The Pacific Plate: The Pacific Plate covers 40,000,000 square miles, making it the largest tectonic plate. This plate is comprised of the western portion of North America and Alaska and stretches across the Pacific Ocean to encompass the east coast of Japan and Indonesia. The Pacific Plate moves at a rate of 5.0 to 10.0 centimeters per year. The Pacific plate's boundaries primarily comprise the Pacific Ring of Fire, also known as the Circum-Pacific Belt and the Girdle of Fire. The Ring of Fire is the circular region defined by the boundaries of the Pacific plate, which has most of the active volcanos across the Earth as well as most of the earthquakes. The majority of the Ring of Fire is under the Pacific Ocean and is comprised of over 450 volcanoes.

While the movements of tectonic plates are, for the most part, undetectable without advanced scientific technology, there are some instances during which the movement of tectonic plates felt but that it is also destructive. Earthquakes, for example, are the result of the movement of different plates against each other along their boundaries. Where two plates meet is called a fault plane or fault line, and along these fault lines, the chance of tectonic earthquakes, also known as interplate earthquakes, is drastically elevated compared to locations in the middle of a plate.

There are three types of fault lines: normal, reverse, and strike-slip. This refers to what position two plates lock into each other. After two plates are locked, the continued movement of the plates towards, away or against each other results in stored strain energy to build. When that energy is released, you get an earthquake.

The movement of tectonic plates also causes volcanic eruptions. A volcanic eruption is defined as when lava (molten rock), volcanic ash, and/or gases vent through an opening in the Earth's crust. At its simplest definition, a volcano is a vent for the high-pressure environment of underground magma chambers.

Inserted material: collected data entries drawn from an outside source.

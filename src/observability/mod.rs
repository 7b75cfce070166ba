//! Observability subsystem.
//!
//! # Data Flow
//! ```text
//! request pipeline produces:
//!     → logging.rs (structured trace events, request ID on every event)
//!
//! Consumers:
//!     → whatever subscriber the embedding application installs
//! ```
//!
//! # Design Decisions
//! - Structured fields over formatted strings
//! - A per-call request ID correlates every event of one logical request,
//!   including its retries and any forced re-login

pub mod logging;

pub use logging::init_logging;
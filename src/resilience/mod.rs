//! Resilience subsystem.
//!
//! # Data Flow
//! ```text
//! Request attempt fails:
//!     → retries.rs (is the status / transport error transient?)
//!     → backoff.rs (how long to wait before the next attempt)
//!     → retry loop in http/client.rs dispatches on the answer
//! ```
//!
//! # Design Decisions
//! - Backoff is linear and deterministic; the schedule is part of the
//!   protocol contract, not a tuning knob
//! - The attempt budget bounds worst-case latency; the client imposes no
//!   wall-clock deadline of its own

pub mod backoff;
pub mod retries;
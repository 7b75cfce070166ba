//! Configuration loading from disk.

use std::fs;
use std::path::Path;

use thiserror::Error;

use crate::config::schema::ClientConfig;
use crate::config::validation::{validate_config, ValidationError};

/// Error type for configuration loading.
#[derive(Debug, Error)]
pub enum ConfigError {
    #[error("IO error: {0}")]
    Io(#[from] std::io::Error),

    #[error("parse error: {0}")]
    Parse(#[from] toml::de::Error),

    #[error("validation failed: {}", format_errors(.0))]
    Validation(Vec<ValidationError>),
}

fn format_errors(errors: &[ValidationError]) -> String {
    errors
        .iter()
        .map(|error| error.to_string())
        .collect::<Vec<_>>()
        .join(", ")
}

/// Load and validate configuration from a TOML file.
pub fn load_config(path: &Path) -> Result<ClientConfig, ConfigError> {
    let content = fs::read_to_string(path)?;
    let config: ClientConfig = toml::from_str(&content)?;

    validate_config(&config).map_err(ConfigError::Validation)?;

    Ok(config)
}
//! HTTP client subsystem.
//!
//! # Data Flow
//! ```text
//! caller builds RequestDescriptor
//!     → client.rs (implicit login, retry loop, forced re-auth)
//!     → request.rs (URL assembly)
//!     → response.rs (per-attempt classification)
//!     → error.rs (typed failures back to the caller)
//! ```

pub mod client;
pub mod error;
pub mod request;
pub mod response;

pub use client::SessionClient;
pub use error::{ClientError, ClientResult};
pub use request::RequestDescriptor;
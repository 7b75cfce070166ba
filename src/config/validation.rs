//! Configuration validation.
//!
//! # Responsibilities
//! - Semantic validation (serde handles syntactic)
//! - Check URL shape and credential presence
//! - Validate value ranges (attempt budget at least 1)
//!
//! # Design Decisions
//! - Returns all validation errors, not just the first
//! - Validation is a pure function: ClientConfig → Result<(), Vec<ValidationError>>
//! - Runs before a config is accepted into a client

use thiserror::Error;
use url::Url;

use crate::config::schema::ClientConfig;

/// A single semantic problem with a configuration.
#[derive(Debug, Error, PartialEq, Eq)]
pub enum ValidationError {
    #[error("base_url '{0}' is not a valid http(s) URL")]
    InvalidBaseUrl(String),

    #[error("credentials.{0} must not be empty")]
    MissingCredential(&'static str),

    #[error("login_path must start with '/'")]
    InvalidLoginPath,

    #[error("retries.max_attempts must be at least 1")]
    ZeroAttempts,
}

/// Validate a configuration, collecting every problem found.
pub fn validate_config(config: &ClientConfig) -> Result<(), Vec<ValidationError>> {
    let mut errors = Vec::new();

    match Url::parse(&config.base_url) {
        Ok(url) if matches!(url.scheme(), "http" | "https") => {}
        _ => errors.push(ValidationError::InvalidBaseUrl(config.base_url.clone())),
    }

    if config.credentials.username.is_empty() {
        errors.push(ValidationError::MissingCredential("username"));
    }
    if config.credentials.password.is_empty() {
        errors.push(ValidationError::MissingCredential("password"));
    }
    if !config.login_path.starts_with('/') {
        errors.push(ValidationError::InvalidLoginPath);
    }
    if config.retries.max_attempts == 0 {
        errors.push(ValidationError::ZeroAttempts);
    }

    if errors.is_empty() {
        Ok(())
    } else {
        Err(errors)
    }
}
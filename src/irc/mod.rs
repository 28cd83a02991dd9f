//! IRC protocol layer: wire codec, numeric aggregation, connection management,
//! the client facade and the slash-command parser.

pub mod client;
pub mod commands;
pub mod connection;
pub mod message;
pub mod numeric;

pub use client::{ClientEvent, ClientSettings, IrcClient, MembershipChange};
pub use connection::{ConnectionError, ConnectionSettings, ConnectionState};
pub use message::IrcMessage;
pub use numeric::{ChannelInfo, ServerMessageBlock, TaggedReplies};
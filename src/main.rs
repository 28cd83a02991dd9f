use std::io::{self, Write};
use std::path::{Path, PathBuf};

use anyhow::{Context, Result};
use clap::Parser;
use tokio::io::{AsyncBufReadExt, BufReader};
use tokio::sync::mpsc;
use tracing::{debug, info, warn};
use tracing_subscriber::{layer::SubscriberExt, util::SubscriberInitExt};

use ircline::app::action::Action;
use ircline::app::event::AppEvent;
use ircline::app::handler;
use ircline::app::state::AppState;
use ircline::config::{self, AppConfig};
use ircline::irc::{ClientEvent, IrcClient};
use ircline::logging::ChatLogger;

#[derive(Parser, Debug)]
#[command(name = "ircline", version)]
#[command(about = "Line-oriented IRC client")]
struct Cli {
    /// Config file (default: <config dir>/ircline/config.toml)
    #[arg(long)]
    config: Option<PathBuf>,

    /// Server host, overrides the config
    #[arg(short, long)]
    server: Option<String>,

    #[arg(short, long)]
    port: Option<u16>,

    #[arg(short, long)]
    nick: Option<String>,

    /// Do not connect on startup even if the config says so
    #[arg(long)]
    no_connect: bool,

    /// Debug logging on stderr
    #[arg(short, long)]
    verbose: bool,
}

#[tokio::main]
async fn main() -> Result<()> {
    let cli = Cli::parse();

    let default_filter = if cli.verbose { "ircline=debug" } else { "ircline=info" };
    tracing_subscriber::registry()
        .with(tracing_subscriber::EnvFilter::new(
            std::env::var("RUST_LOG").unwrap_or_else(|_| default_filter.into()),
        ))
        .with(tracing_subscriber::fmt::layer().with_target(false).with_writer(io::stderr))
        .init();

    let config_path = cli.config.clone().unwrap_or_else(config::config_path);
    let mut cfg = config::load_config(&config_path)?;
    info!("ircline v{} using {}", env!("CARGO_PKG_VERSION"), config_path.display());

    // Naming a server on the command line means "connect to it now".
    let mut auto_connect = cfg.server.auto_connect || cli.server.is_some();
    if let Some(host) = cli.server {
        cfg.server.host = host;
    }
    if let Some(port) = cli.port {
        cfg.server.port = port;
    }
    if let Some(nick) = cli.nick {
        cfg.server.nickname = nick;
    }
    if cli.no_connect {
        auto_connect = false;
    }

    if let Err(e) = run_app(cfg, config_path, auto_connect).await {
        eprintln!("Error: {:#}", e);
        std::process::exit(1);
    }
    Ok(())
}

async fn run_app(cfg: AppConfig, config_path: PathBuf, auto_connect: bool) -> Result<()> {
    let (event_tx, mut event_rx) = mpsc::unbounded_channel::<AppEvent>();
    let (client_tx, mut client_rx) = mpsc::unbounded_channel::<ClientEvent>();

    let client = IrcClient::new(cfg.client_settings(), client_tx);
    let mut chat_logger = ChatLogger::new(&cfg.logging);
    if cfg.logging.enabled {
        info!("Writing transcripts to {}", chat_logger.log_dir().display());
    }
    let mut state = AppState::new(cfg);

    // Client events into the app loop
    let irc_tx = event_tx.clone();
    tokio::spawn(async move {
        while let Some(event) = client_rx.recv().await {
            if irc_tx.send(AppEvent::Irc(event)).is_err() {
                break;
            }
        }
    });

    // Standard input, one line at a time
    let input_tx = event_tx;
    tokio::spawn(async move {
        let mut lines = BufReader::new(tokio::io::stdin()).lines();
        loop {
            match lines.next_line().await {
                Ok(Some(line)) => {
                    if input_tx.send(AppEvent::Input(line)).is_err() {
                        break;
                    }
                }
                Ok(None) => {
                    let _ = input_tx.send(AppEvent::InputClosed);
                    break;
                }
                Err(e) => {
                    warn!("Failed to read standard input: {}", e);
                    let _ = input_tx.send(AppEvent::InputClosed);
                    break;
                }
            }
        }
    });

    state.system_message("Welcome to ircline. Type /help for commands.");
    let mut actions = if auto_connect {
        handler::auto_connect(&mut state)
    } else {
        state.system_message("Not connected. Use /connect [host[:port]] [nick].");
        Vec::new()
    };

    loop {
        render(&mut state)?;
        for action in actions.drain(..) {
            execute(&client, &mut state, &mut chat_logger, &config_path, action).await;
            render(&mut state)?;
        }
        if state.should_quit {
            break;
        }

        let Some(event) = event_rx.recv().await else { break };
        if let AppEvent::Irc(ref event) = event {
            chat_logger.record(event, &state.nickname);
        }
        actions = handler::handle_event(&mut state, event);
    }

    debug!("Leaving main loop");
    Ok(())
}

async fn execute(
    client: &IrcClient,
    state: &mut AppState,
    chat_logger: &mut ChatLogger,
    config_path: &Path,
    action: Action,
) {
    match action {
        Action::Connect { host, port, nick } => {
            // Failures also arrive as a client error event.
            if let Err(e) = client.connect(&host, port, &nick).await {
                debug!("Connect failed: {}", e);
            }
        }
        Action::Disconnect => client.disconnect().await,
        Action::Join { channel } => {
            if let Err(e) = client.join_channel(&channel).await {
                state.error_message(format!("Join failed: {}", e));
            }
        }
        Action::SendMessage { target, text } => match client.send_message(&target, &text).await {
            Ok(()) => chat_logger.record_outgoing(&target, &state.nickname, &text),
            Err(e) => state.error_message(format!("Send failed: {}", e)),
        },
        Action::ListChannels => {
            if let Err(e) = client.request_channel_list().await {
                state.error_message(format!("List failed: {}", e));
            }
        }
        Action::Raw { line } => {
            if let Err(e) = client.send_raw(&line).await {
                state.error_message(format!("Send failed: {}", e));
            }
        }
        Action::SaveConfig => match config::save_config(&state.config, config_path)
            .with_context(|| "Could not save settings")
        {
            Ok(()) => state.system_message(format!("Saved settings to {}", config_path.display())),
            Err(e) => state.error_message(format!("{:#}", e)),
        },
        Action::Quit { reason } => client.quit(reason.as_deref()).await,
    }
}

/// Print pending lines to stdout, ringing the bell first if asked.
fn render(state: &mut AppState) -> Result<()> {
    let lines = state.take_output();
    let bell = state.take_bell();
    if lines.is_empty() && !bell {
        return Ok(());
    }
    let mut out = io::stdout().lock();
    if bell {
        write!(out, "\x07")?;
    }
    for line in lines {
        writeln!(out, "{}", line)?;
    }
    out.flush()?;
    Ok(())
}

Above the ground, volcanoes are created as one tectonic plate is forced under another. Most often, this occurs when a thin and dense oceanic plate moves under a thicker and less dense continental plate. As this process occurs, magma chambers are created. The volume of magma in these chambers slowly increases, and when enough pressure builds up, the most likely result is a volcanic eruption. Underneath the Earth's oceans, this process happens differently. Underwater volcanoes are found along cracks that are created by tectonic plates moving away from each other. When this happens, it releases magma, which fills the space created by the separating plates. Both of these processes are observed along the Ring of Fire at a much higher rate than any place else on the Earth.

It is important to know where fault lines run as well as how tectonic plates interact with each other so that when infrastructure is planned and built, the architects and engineers take into consideration the need to create earthquake-resistant buildings. Buildings that are built in places such as San Fransisco and Los Angeles, which are along the Ring of Fire, are built on top of flexible pads, which are composed of rubber, steel, and lead so that they do not collapse at the slightest tremor.

In terms of volcanos, knowing how tectonic movements have in the past caused eruptions can allow for early warning systems to warn those in dangerous proximity to these volcanoes to evacuate. While there have been many historical tragedies caused by tectonic plate movement, by understanding tectonic plates we can endeavor to minimize the impact of potential future quakes and eruptions and hopefully save lives.